Natural disasters and calamities

During her last two years in office, President Aquino's administration faced series of natural disasters and calamities. Among these were the 1990 Luzon earthquake, which left around 1,600 people dead and the 1991 volcanic eruption of what was then thought to be a dormant Mount Pinatubo, which was the second largest terrestrial eruption of the 20th century,[19] killing around 300 people and causing widespread long-term devastation of agricultural lands in Central Luzon.

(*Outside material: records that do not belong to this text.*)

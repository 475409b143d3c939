use std::sync::{Arc, Mutex};
use std::time::{Duration, Instant};

use axum::body::Body;
use axum::extract::State;
use axum::http::{Request, StatusCode};
use axum::middleware::Next;
use axum::response::{IntoResponse, Json, Response};
use serde_json::json;

#[derive(Debug)]
struct WindowState {
    start: Instant,
    count: u32,
}

/// Fixed one-second window shared by every request through one router.
#[derive(Clone, Debug)]
pub struct RateLimiter {
    rps: u32,
    window: Arc<Mutex<WindowState>>,
}

impl RateLimiter {
    fn new(rps: u32) -> Self {
        Self {
            rps: rps.max(1),
            window: Arc::new(Mutex::new(WindowState {
                start: Instant::now(),
                count: 0,
            })),
        }
    }

    fn allow(&self) -> bool {
        let Ok(mut guard) = self.window.lock() else {
            return true;
        };
        let now = Instant::now();
        if now.duration_since(guard.start) >= Duration::from_secs(1) {
            guard.start = now;
            guard.count = 0;
        }
        if guard.count < self.rps {
            guard.count += 1;
            true
        } else {
            false
        }
    }
}

pub async fn rps_middleware(
    State(state): State<RateLimiter>,
    req: Request<Body>,
    next: Next,
) -> Response {
    if !state.allow() {
        tracing::warn!(path = %req.uri().path(), "Rate limit exceeded");
        return (
            StatusCode::TOO_MANY_REQUESTS,
            Json(json!({ "ok": false, "error": "rate_limited" })),
        )
            .into_response();
    }
    next.run(req).await
}

pub fn new_rps_state(rps: u32) -> RateLimiter {
    RateLimiter::new(rps)
}

#[cfg(test)]
mod tests {
    use super::*;

    #[test]
    fn window_caps_requests_per_second() {
        let limiter = new_rps_state(2);
        assert!(limiter.allow());
        assert!(limiter.allow());
        assert!(!limiter.allow());
    }

    #[test]
    fn zero_rps_still_admits_one() {
        let limiter = new_rps_state(0);
        assert!(limiter.allow());
        assert!(!limiter.allow());
    }
}
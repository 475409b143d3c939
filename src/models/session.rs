use chrono::{DateTime, Utc};
use serde::{Deserialize, Serialize};
use sqlx::FromRow;
use uuid::Uuid;

/// Per-subject pointer to the attempt the candidate is currently taking.
#[derive(Debug, Clone, Default, PartialEq, Serialize, Deserialize, FromRow)]
pub struct SessionState {
    pub subject: String,
    pub active_attempt_id: Option<Uuid>,
    pub active_mock_slug: Option<String>,
    pub updated_at: Option<DateTime<Utc>>,
}

impl SessionState {
    pub fn empty(subject: impl Into<String>) -> Self {
        Self {
            subject: subject.into(),
            ..Default::default()
        }
    }
}
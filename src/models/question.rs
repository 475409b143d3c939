use serde::{Deserialize, Serialize};
use serde_json::Value as JsonValue;
use sqlx::FromRow;
use std::fmt;
use std::str::FromStr;
use uuid::Uuid;

use super::UnknownVariant;

#[derive(Debug, Clone, Copy, PartialEq, Eq, Serialize, Deserialize)]
#[serde(rename_all = "snake_case")]
pub enum QuestionType {
    Short,
    Tfng,
    Yesno,
    McqSingle,
    McqMulti,
    Matching,
    Map,
    Heading,
    Essay,
    Speaking,
}

impl QuestionType {
    pub fn as_str(&self) -> &'static str {
        match self {
            QuestionType::Short => "short",
            QuestionType::Tfng => "tfng",
            QuestionType::Yesno => "yesno",
            QuestionType::McqSingle => "mcq_single",
            QuestionType::McqMulti => "mcq_multi",
            QuestionType::Matching => "matching",
            QuestionType::Map => "map",
            QuestionType::Heading => "heading",
            QuestionType::Essay => "essay",
            QuestionType::Speaking => "speaking",
        }
    }

    /// Free-text questions are answered with `{text}`.
    pub fn is_free_text(&self) -> bool {
        matches!(
            self,
            QuestionType::Short | QuestionType::Essay | QuestionType::Speaking
        )
    }
}

impl fmt::Display for QuestionType {
    fn fmt(&self, f: &mut fmt::Formatter<'_>) -> fmt::Result {
        f.write_str(self.as_str())
    }
}

impl FromStr for QuestionType {
    type Err = UnknownVariant;

    fn from_str(s: &str) -> Result<Self, Self::Err> {
        serde_json::from_value(JsonValue::String(s.to_string()))
            .map_err(|_| UnknownVariant::new("question type", s))
    }
}

impl TryFrom<String> for QuestionType {
    type Error = UnknownVariant;

    fn try_from(value: String) -> Result<Self, Self::Error> {
        value.parse()
    }
}

#[derive(Debug, Clone, PartialEq, Serialize, Deserialize)]
pub struct TextKey {
    pub values: Vec<String>,
    #[serde(default)]
    pub case_sensitive: bool,
    #[serde(default)]
    pub max_words: Option<u32>,
}

#[derive(Debug, Clone, PartialEq, Serialize, Deserialize)]
pub struct ChoiceKey {
    pub value: String,
}

#[derive(Debug, Clone, PartialEq, Serialize, Deserialize)]
pub struct ChoicesKey {
    pub values: Vec<String>,
}

/// Answer key, shaped by the question type it belongs to.
#[derive(Debug, Clone, PartialEq)]
pub enum AnswerKey {
    Text(TextKey),
    Choice(ChoiceKey),
    Choices(ChoicesKey),
    None,
}

impl AnswerKey {
    pub fn decode(question_type: QuestionType, raw: &JsonValue) -> serde_json::Result<Self> {
        let empty = match raw {
            JsonValue::Null => true,
            JsonValue::Object(map) => map.is_empty(),
            _ => false,
        };
        if empty {
            return Ok(AnswerKey::None);
        }
        let key = match question_type {
            QuestionType::Essay | QuestionType::Speaking => AnswerKey::None,
            QuestionType::Short => AnswerKey::Text(serde_json::from_value(raw.clone())?),
            QuestionType::McqMulti => AnswerKey::Choices(serde_json::from_value(raw.clone())?),
            _ => AnswerKey::Choice(serde_json::from_value(raw.clone())?),
        };
        Ok(key)
    }
}

#[derive(Debug, Clone, PartialEq, Serialize, Deserialize, FromRow)]
pub struct QuestionOption {
    pub id: Uuid,
    pub question_id: Uuid,
    pub label: String,
    pub text: String,
}

#[derive(Debug, Clone, PartialEq)]
pub struct Question {
    pub id: Uuid,
    pub test_id: Uuid,
    pub group_id: Option<Uuid>,
    pub passage_id: Option<Uuid>,
    pub position: i16,
    pub part: i16,
    pub question_type: QuestionType,
    pub prompt: String,
    pub instructions: String,
    pub data: JsonValue,
    pub answer_key: AnswerKey,
    pub options: Vec<QuestionOption>,
}

#[cfg(test)]
mod tests {
    use super::*;
    use serde_json::json;

    #[test]
    fn question_type_round_trips_through_text() {
        assert_eq!("mcq_multi".parse::<QuestionType>().unwrap(), QuestionType::McqMulti);
        assert_eq!(QuestionType::McqSingle.to_string(), "mcq_single");
        assert!("essay_long".parse::<QuestionType>().is_err());
    }

    #[test]
    fn answer_key_shape_follows_question_type() {
        let key = AnswerKey::decode(
            QuestionType::Short,
            &json!({"values": ["johnson"], "max_words": 1}),
        )
        .unwrap();
        assert_eq!(
            key,
            AnswerKey::Text(TextKey {
                values: vec!["johnson".into()],
                case_sensitive: false,
                max_words: Some(1),
            })
        );

        let key =
            AnswerKey::decode(QuestionType::McqMulti, &json!({"values": ["A", "C"]})).unwrap();
        assert!(matches!(key, AnswerKey::Choices(ref k) if k.values == ["A", "C"]));

        let key = AnswerKey::decode(QuestionType::Tfng, &json!({"value": "True"})).unwrap();
        assert_eq!(
            key,
            AnswerKey::Choice(ChoiceKey {
                value: "True".into()
            })
        );

        assert_eq!(AnswerKey::decode(QuestionType::Map, &json!({})).unwrap(), AnswerKey::None);
    }

    #[test]
    fn malformed_answer_key_is_rejected() {
        assert!(AnswerKey::decode(QuestionType::McqSingle, &json!({"values": ["A"]})).is_err());
    }
}
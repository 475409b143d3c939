pub mod memory_store;
pub mod pg_store;
pub mod pool;
pub mod store;

pub use memory_store::MemoryStore;
pub use pg_store::PgStore;
pub use store::ExamStore;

The worst loss of life occurred when Tropical Storm Thelma (also known as Typhoon Uring) caused massive flooding in Ormoc City in November 1991, leaving around 6,000 dead in what was considered to be the deadliest typhoon in Philippine history. It was also during Aquino's term that the MV Doa Paz sank, which is the World's worst peace-time maritime disaster of the 20th century. The disaster occurred in December 1987 which killed more than 1,700 people. During Aquino's presidency, electric blackouts became common in Manila. The capital experienced blackouts of seven to 12 hours, bringing numerous businesses to a halt. By the departure of Aquino in June 1992, businesses in Manila and nearby provinces have lost nearly $800 million since March 1992.[20] The Aquino administration knew for years that country's power plants were failing, but they did not act to solve the problem.[21] It was only during the time of her successor, Fidel Ramos, that the government decisively solved the severe power outages that were common during her tenure.